Exercise instructions: Where does the string "WebSocket" appear in the listing below? Copy every line where it does.

Provided material:
**********

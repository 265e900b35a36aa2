use axum::Json;
use axum::http::StatusCode;
use axum::response::{IntoResponse, Response};
use serde::Serialize;

/// Structured API error that serializes to JSON.
#[derive(Debug)]
pub enum ApiError {
    RoomNotFound(String),
    OriginNotAllowed(String),
}

#[derive(Serialize)]
#[serde(rename_all = "camelCase")]
struct ErrorResponse {
    error: ErrorDetail,
}

#[derive(Serialize)]
#[serde(rename_all = "camelCase")]
struct ErrorDetail {
    code: String,
    message: String,
}

impl IntoResponse for ApiError {
    fn into_response(self) -> Response {
        let (status, code, message) = match self {
            ApiError::RoomNotFound(name) => (
                StatusCode::NOT_FOUND,
                "ROOM_NOT_FOUND",
                format!("Room has no members: {name}"),
            ),
            ApiError::OriginNotAllowed(origin) => (
                StatusCode::FORBIDDEN,
                "ORIGIN_NOT_ALLOWED",
                format!("Origin not allowed: {origin}"),
            ),
        };

        let body = ErrorResponse {
            error: ErrorDetail {
                code: code.to_string(),
                message,
            },
        };

        (status, Json(body)).into_response()
    }
}
//! Room membership table — tracks which connections belong to which rooms
//! and provides `broadcast()` to fan a frame out to every member of a room.

use std::collections::{BTreeSet, HashMap, HashSet};
use std::sync::Arc;
use std::sync::atomic::{AtomicU64, Ordering};

use tokio::sync::{Mutex, mpsc};
use tracing::{debug, warn};

use super::messages::Frame;

/// Handle for a single WebSocket client.  The handler owns the
/// receiving half; the manager keeps the sending half.
pub type ClientSender = mpsc::UnboundedSender<Frame>;

/// A unique ID assigned to each connected WebSocket client.
pub type ClientId = u64;

#[derive(Debug)]
struct Client {
    tx: ClientSender,
    rooms: HashSet<String>,
}

/// Both directions of the membership relation. Every id in `rooms` has an
/// entry in `clients` listing that room, and no room set is ever empty.
#[derive(Debug, Default)]
struct Registry {
    clients: HashMap<ClientId, Client>,
    rooms: HashMap<String, BTreeSet<ClientId>>,
}

impl Registry {
    fn remove_member(&mut self, room: &str, client_id: ClientId) -> bool {
        let Some(members) = self.rooms.get_mut(room) else {
            return false;
        };
        let removed = members.remove(&client_id);
        if members.is_empty() {
            self.rooms.remove(room);
        }
        removed
    }

    fn drop_client(&mut self, client_id: ClientId) -> Vec<String> {
        let Some(client) = self.clients.remove(&client_id) else {
            return Vec::new();
        };
        let mut left: Vec<String> = client.rooms.into_iter().collect();
        for room in &left {
            self.remove_member(room, client_id);
        }
        left.sort();
        left
    }
}

/// Manages room memberships of connected clients and provides broadcast.
///
/// Every operation takes the same lock and runs to completion, so broadcasts
/// racing to one room reach all of its members in the same order.
#[derive(Debug)]
pub struct RoomManager {
    registry: Mutex<Registry>,
    /// Monotonically increasing counter for client IDs.
    next_id: AtomicU64,
}

impl RoomManager {
    /// Create a new, empty manager.
    pub fn new() -> Arc<Self> {
        Arc::new(Self::default())
    }

    /// Register a new connection, returning (client_id, receiver). The
    /// connection starts in no room.
    pub async fn connect(&self) -> (ClientId, mpsc::UnboundedReceiver<Frame>) {
        let id = self.next_id.fetch_add(1, Ordering::Relaxed);
        let (tx, rx) = mpsc::unbounded_channel();

        let mut registry = self.registry.lock().await;
        registry.clients.insert(
            id,
            Client {
                tx,
                rooms: HashSet::new(),
            },
        );

        debug!(client_id = id, "WS client registered");
        (id, rx)
    }

    /// Add a client to a room. Returns false when the client was already a
    /// member or is not connected.
    pub async fn join(&self, client_id: ClientId, room: &str) -> bool {
        let mut registry = self.registry.lock().await;
        let Some(client) = registry.clients.get_mut(&client_id) else {
            return false;
        };
        if !client.rooms.insert(room.to_string()) {
            return false;
        }
        registry
            .rooms
            .entry(room.to_string())
            .or_default()
            .insert(client_id);

        debug!(room, client_id, "client joined room");
        true
    }

    /// Remove a client from a room. Returns false if it was not a member.
    pub async fn leave(&self, client_id: ClientId, room: &str) -> bool {
        let mut registry = self.registry.lock().await;
        let was_member = registry
            .clients
            .get_mut(&client_id)
            .is_some_and(|c| c.rooms.remove(room));
        if was_member {
            registry.remove_member(room, client_id);
            debug!(room, client_id, "client left room");
        }
        was_member
    }

    /// Send a frame to every member of a room, the originator included.
    /// Returns how many members it was handed to. Members whose connection
    /// has gone away are dropped from every room.
    pub async fn broadcast(&self, room: &str, frame: Frame) -> usize {
        let mut registry = self.registry.lock().await;
        let Some(members) = registry.rooms.get(room) else {
            return 0;
        };

        let mut delivered = 0;
        let mut stale: Vec<ClientId> = Vec::new();
        for cid in members {
            match registry.clients.get(cid) {
                Some(client) if client.tx.send(frame.clone()).is_ok() => delivered += 1,
                _ => stale.push(*cid),
            }
        }

        for cid in stale {
            let rooms = registry.drop_client(cid);
            warn!(room, client_id = cid, ?rooms, "removed stale WS client");
        }

        debug!(room, delivered, "broadcast fanned out");
        delivered
    }

    /// Send a frame to a single client. Returns false if it is gone.
    pub async fn send_to(&self, client_id: ClientId, frame: Frame) -> bool {
        let registry = self.registry.lock().await;
        registry
            .clients
            .get(&client_id)
            .is_some_and(|c| c.tx.send(frame).is_ok())
    }

    /// Forget a client and remove it from every room it joined. Returns the
    /// rooms it was removed from. Calling it twice is harmless.
    pub async fn disconnect(&self, client_id: ClientId) -> Vec<String> {
        let mut registry = self.registry.lock().await;
        registry.drop_client(client_id)
    }

    /// Number of members of a room.
    pub async fn room_size(&self, room: &str) -> usize {
        let registry = self.registry.lock().await;
        registry.rooms.get(room).map_or(0, |m| m.len())
    }

    /// Rooms a client currently belongs to, sorted.
    pub async fn rooms_of(&self, client_id: ClientId) -> Vec<String> {
        let registry = self.registry.lock().await;
        let mut rooms: Vec<String> = registry
            .clients
            .get(&client_id)
            .map(|c| c.rooms.iter().cloned().collect())
            .unwrap_or_default();
        rooms.sort();
        rooms
    }

    /// Total number of open connections, in a room or not.
    pub async fn total_connections(&self) -> usize {
        let registry = self.registry.lock().await;
        registry.clients.len()
    }

    /// Rooms with at least one member and their sizes, sorted by name.
    pub async fn active_rooms(&self) -> Vec<(String, usize)> {
        let registry = self.registry.lock().await;
        let mut rooms: Vec<(String, usize)> = registry
            .rooms
            .iter()
            .map(|(name, members)| (name.clone(), members.len()))
            .collect();
        rooms.sort();
        rooms
    }
}

impl Default for RoomManager {
    fn default() -> Self {
        Self {
            registry: Mutex::new(Registry::default()),
            next_id: AtomicU64::new(1),
        }
    }
}

// ---------------------------------------------------------------------------
// Tests
// ---------------------------------------------------------------------------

**********

The completed task:
/// Handle for a single WebSocket client.  The handler owns the
/// A unique ID assigned to each connected WebSocket client.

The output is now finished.